__EXERCISE PROMPT__: Among the lines below, take the one holding "filename crates/salescout-server/src/api/analyze_test.rs", the one holding "const OFFERS_PATH: &str", and all lines between them. Set them down exactly.

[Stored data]
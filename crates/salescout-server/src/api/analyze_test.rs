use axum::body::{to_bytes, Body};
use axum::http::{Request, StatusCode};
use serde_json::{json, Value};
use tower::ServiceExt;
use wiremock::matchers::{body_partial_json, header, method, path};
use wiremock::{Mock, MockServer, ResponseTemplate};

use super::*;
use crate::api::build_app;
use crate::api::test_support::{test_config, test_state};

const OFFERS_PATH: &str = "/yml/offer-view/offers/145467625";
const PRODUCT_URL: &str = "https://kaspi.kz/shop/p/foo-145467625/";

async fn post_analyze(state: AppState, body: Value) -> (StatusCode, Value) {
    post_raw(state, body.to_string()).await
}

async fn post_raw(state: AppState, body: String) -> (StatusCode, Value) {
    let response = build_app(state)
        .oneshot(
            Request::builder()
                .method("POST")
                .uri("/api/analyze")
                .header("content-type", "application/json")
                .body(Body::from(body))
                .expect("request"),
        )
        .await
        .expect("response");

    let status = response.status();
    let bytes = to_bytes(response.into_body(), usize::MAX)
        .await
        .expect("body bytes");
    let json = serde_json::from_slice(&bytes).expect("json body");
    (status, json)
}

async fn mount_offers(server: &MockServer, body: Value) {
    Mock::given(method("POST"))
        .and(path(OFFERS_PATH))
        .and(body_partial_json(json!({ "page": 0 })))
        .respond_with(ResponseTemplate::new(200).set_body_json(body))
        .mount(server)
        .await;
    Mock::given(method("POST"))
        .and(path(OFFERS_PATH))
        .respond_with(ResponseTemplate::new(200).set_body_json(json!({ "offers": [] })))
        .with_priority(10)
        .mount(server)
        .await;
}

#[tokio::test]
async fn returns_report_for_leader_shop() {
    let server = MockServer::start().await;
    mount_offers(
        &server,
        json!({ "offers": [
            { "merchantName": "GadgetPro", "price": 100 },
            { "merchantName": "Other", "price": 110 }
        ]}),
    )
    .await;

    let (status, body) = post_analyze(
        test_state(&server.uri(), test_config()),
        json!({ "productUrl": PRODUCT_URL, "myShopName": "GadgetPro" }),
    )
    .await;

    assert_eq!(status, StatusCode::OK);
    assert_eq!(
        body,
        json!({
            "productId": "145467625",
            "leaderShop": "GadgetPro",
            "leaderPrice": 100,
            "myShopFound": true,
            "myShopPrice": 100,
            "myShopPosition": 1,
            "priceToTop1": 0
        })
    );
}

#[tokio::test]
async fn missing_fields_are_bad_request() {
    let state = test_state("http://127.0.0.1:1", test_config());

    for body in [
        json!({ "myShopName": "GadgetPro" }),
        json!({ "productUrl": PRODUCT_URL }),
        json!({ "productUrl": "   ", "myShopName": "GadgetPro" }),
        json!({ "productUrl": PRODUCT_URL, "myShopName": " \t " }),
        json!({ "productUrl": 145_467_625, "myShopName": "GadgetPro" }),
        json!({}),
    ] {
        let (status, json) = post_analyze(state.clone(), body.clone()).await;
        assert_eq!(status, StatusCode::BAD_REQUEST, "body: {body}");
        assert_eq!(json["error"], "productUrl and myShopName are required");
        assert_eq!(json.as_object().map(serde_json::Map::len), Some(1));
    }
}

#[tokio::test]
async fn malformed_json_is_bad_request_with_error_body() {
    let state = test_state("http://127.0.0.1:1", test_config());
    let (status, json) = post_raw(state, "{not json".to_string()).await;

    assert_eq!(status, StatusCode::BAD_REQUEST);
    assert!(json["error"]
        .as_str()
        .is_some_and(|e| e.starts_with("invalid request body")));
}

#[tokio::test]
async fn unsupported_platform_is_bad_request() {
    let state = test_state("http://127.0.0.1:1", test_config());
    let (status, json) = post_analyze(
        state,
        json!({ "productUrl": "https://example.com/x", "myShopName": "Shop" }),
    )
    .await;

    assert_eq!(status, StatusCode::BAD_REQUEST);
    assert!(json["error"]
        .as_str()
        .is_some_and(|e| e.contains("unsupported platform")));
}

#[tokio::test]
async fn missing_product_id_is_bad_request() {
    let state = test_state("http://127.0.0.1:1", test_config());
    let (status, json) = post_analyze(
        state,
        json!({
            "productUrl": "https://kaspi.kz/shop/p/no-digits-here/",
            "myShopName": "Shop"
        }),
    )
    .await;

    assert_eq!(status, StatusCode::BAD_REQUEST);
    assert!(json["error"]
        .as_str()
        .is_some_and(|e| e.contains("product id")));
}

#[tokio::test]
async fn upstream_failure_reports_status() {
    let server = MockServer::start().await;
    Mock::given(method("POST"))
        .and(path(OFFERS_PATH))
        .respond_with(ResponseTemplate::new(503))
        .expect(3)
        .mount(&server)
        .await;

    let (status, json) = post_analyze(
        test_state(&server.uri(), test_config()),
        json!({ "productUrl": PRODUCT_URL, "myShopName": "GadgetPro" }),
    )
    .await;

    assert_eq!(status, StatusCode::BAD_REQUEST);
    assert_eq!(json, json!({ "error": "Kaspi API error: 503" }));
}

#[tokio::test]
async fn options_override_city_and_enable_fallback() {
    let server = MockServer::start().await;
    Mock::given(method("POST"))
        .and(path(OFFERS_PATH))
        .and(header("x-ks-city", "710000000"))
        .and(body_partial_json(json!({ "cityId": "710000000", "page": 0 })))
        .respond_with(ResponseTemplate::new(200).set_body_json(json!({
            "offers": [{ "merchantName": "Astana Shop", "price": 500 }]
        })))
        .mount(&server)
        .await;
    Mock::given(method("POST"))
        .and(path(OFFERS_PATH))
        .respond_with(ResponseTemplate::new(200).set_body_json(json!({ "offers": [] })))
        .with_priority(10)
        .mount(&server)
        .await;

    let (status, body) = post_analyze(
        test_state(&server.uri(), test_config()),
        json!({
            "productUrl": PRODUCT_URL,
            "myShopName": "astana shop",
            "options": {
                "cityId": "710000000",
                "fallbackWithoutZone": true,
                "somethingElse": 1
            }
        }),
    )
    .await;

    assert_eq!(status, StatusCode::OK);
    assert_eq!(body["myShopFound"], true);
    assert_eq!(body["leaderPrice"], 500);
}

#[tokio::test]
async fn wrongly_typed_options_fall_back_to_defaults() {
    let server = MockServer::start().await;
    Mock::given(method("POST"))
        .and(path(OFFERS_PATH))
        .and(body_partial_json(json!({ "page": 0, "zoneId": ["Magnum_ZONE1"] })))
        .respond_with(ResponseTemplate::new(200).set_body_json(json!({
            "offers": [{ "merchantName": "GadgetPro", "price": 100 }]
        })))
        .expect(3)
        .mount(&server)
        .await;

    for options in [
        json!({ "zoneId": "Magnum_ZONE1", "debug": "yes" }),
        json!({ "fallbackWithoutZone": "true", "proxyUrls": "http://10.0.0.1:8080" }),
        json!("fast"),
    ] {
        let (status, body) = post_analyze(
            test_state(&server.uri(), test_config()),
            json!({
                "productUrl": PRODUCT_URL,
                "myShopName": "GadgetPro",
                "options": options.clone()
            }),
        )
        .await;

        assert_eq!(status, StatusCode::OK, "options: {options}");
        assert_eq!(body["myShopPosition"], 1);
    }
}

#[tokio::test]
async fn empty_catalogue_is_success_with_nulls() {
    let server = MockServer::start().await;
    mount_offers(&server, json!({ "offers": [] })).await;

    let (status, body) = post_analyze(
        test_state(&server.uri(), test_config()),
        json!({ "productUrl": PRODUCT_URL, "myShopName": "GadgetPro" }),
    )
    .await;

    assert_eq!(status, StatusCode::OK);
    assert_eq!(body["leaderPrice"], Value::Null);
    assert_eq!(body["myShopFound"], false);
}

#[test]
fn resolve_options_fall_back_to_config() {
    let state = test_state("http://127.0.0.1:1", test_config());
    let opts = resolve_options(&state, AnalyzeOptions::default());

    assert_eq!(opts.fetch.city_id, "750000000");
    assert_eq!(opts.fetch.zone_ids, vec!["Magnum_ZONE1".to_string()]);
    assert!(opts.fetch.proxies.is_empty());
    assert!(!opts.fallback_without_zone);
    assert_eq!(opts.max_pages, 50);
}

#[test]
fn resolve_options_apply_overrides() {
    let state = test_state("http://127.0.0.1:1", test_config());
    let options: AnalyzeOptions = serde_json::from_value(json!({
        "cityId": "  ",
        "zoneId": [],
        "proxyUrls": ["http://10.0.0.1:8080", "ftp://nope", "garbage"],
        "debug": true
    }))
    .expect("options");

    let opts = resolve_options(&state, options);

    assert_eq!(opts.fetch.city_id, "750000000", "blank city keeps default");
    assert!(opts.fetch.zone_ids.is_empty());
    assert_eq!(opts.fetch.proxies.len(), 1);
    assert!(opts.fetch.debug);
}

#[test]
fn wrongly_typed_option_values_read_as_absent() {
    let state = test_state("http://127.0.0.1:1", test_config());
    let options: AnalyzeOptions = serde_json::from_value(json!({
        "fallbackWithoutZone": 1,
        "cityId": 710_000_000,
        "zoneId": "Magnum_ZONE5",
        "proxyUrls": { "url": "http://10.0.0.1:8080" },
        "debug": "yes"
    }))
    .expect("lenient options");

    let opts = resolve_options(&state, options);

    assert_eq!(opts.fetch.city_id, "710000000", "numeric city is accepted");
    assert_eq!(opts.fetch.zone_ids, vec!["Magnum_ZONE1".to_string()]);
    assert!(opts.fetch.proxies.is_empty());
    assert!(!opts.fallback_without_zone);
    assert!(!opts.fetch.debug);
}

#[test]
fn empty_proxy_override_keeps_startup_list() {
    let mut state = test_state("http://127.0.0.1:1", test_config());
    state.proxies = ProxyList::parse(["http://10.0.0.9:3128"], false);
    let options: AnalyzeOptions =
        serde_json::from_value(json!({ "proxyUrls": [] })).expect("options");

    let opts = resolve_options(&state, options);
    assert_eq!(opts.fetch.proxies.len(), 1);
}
---
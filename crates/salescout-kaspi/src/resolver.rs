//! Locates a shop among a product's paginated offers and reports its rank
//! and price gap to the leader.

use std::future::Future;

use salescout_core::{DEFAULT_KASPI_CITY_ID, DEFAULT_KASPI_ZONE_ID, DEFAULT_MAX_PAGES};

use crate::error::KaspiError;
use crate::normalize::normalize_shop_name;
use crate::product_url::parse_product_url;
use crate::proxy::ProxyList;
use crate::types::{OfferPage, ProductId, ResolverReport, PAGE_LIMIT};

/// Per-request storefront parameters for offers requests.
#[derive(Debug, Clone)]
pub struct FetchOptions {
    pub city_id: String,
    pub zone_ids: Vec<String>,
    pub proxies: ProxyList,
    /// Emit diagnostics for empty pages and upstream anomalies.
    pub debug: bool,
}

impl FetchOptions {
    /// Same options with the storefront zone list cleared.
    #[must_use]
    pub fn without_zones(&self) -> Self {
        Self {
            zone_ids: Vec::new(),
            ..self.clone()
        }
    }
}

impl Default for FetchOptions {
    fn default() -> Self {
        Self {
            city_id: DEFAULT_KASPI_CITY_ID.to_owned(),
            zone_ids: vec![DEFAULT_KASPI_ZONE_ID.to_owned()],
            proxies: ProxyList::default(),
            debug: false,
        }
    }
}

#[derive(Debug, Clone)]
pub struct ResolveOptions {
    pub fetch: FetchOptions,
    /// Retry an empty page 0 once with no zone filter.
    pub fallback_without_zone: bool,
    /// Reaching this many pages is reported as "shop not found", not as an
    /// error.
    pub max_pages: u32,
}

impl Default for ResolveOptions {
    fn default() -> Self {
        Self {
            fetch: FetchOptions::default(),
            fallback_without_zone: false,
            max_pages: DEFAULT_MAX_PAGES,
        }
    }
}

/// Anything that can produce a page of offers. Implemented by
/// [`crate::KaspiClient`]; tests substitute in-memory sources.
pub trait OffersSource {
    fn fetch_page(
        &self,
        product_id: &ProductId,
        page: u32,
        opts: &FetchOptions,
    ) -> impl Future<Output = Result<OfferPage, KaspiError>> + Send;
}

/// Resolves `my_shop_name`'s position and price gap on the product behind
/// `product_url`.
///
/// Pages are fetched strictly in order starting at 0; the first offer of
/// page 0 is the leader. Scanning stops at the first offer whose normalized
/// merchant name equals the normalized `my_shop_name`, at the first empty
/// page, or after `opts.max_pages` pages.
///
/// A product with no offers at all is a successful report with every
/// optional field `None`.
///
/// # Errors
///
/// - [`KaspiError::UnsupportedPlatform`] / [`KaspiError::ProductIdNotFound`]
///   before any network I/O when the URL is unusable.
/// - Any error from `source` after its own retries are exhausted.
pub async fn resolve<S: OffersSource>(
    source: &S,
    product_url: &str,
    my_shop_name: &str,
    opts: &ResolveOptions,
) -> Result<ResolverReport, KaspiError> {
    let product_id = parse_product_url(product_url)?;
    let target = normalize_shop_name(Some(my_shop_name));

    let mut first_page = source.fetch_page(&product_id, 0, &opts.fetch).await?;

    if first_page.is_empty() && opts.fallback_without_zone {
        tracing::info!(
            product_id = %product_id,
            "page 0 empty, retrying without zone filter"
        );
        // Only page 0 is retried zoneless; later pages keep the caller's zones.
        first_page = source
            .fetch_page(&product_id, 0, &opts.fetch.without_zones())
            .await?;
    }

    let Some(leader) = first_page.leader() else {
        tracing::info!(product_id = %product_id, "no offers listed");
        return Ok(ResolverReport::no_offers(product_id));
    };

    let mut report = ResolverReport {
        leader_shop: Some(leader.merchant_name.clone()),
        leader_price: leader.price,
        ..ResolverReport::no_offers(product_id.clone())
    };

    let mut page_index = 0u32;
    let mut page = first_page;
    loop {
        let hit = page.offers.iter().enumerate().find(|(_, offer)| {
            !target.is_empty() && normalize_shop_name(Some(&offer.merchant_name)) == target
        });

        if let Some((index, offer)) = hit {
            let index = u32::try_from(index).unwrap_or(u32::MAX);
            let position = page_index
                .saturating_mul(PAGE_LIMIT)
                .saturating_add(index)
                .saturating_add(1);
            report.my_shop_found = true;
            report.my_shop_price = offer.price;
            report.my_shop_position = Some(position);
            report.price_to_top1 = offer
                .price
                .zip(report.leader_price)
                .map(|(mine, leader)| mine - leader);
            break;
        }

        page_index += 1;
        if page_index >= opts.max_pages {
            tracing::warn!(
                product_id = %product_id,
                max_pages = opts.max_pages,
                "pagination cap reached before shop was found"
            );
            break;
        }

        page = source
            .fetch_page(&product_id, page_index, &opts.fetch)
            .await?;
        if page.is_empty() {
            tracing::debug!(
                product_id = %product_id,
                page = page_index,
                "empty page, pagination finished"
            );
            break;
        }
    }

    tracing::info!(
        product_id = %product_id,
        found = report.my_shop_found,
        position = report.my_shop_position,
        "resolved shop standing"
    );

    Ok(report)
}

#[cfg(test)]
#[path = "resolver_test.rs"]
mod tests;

__ANSWER BOX__:
filename crates/salescout-server/src/api/analyze_test.rs
use axum::body::{to_bytes, Body};
use axum::http::{Request, StatusCode};
use serde_json::{json, Value};
use tower::ServiceExt;
use wiremock::matchers::{body_partial_json, header, method, path};
use wiremock::{Mock, MockServer, ResponseTemplate};

use super::*;
use crate::api::build_app;
use crate::api::test_support::{test_config, test_state};

const OFFERS_PATH: &str = "/yml/offer-view/offers/145467625";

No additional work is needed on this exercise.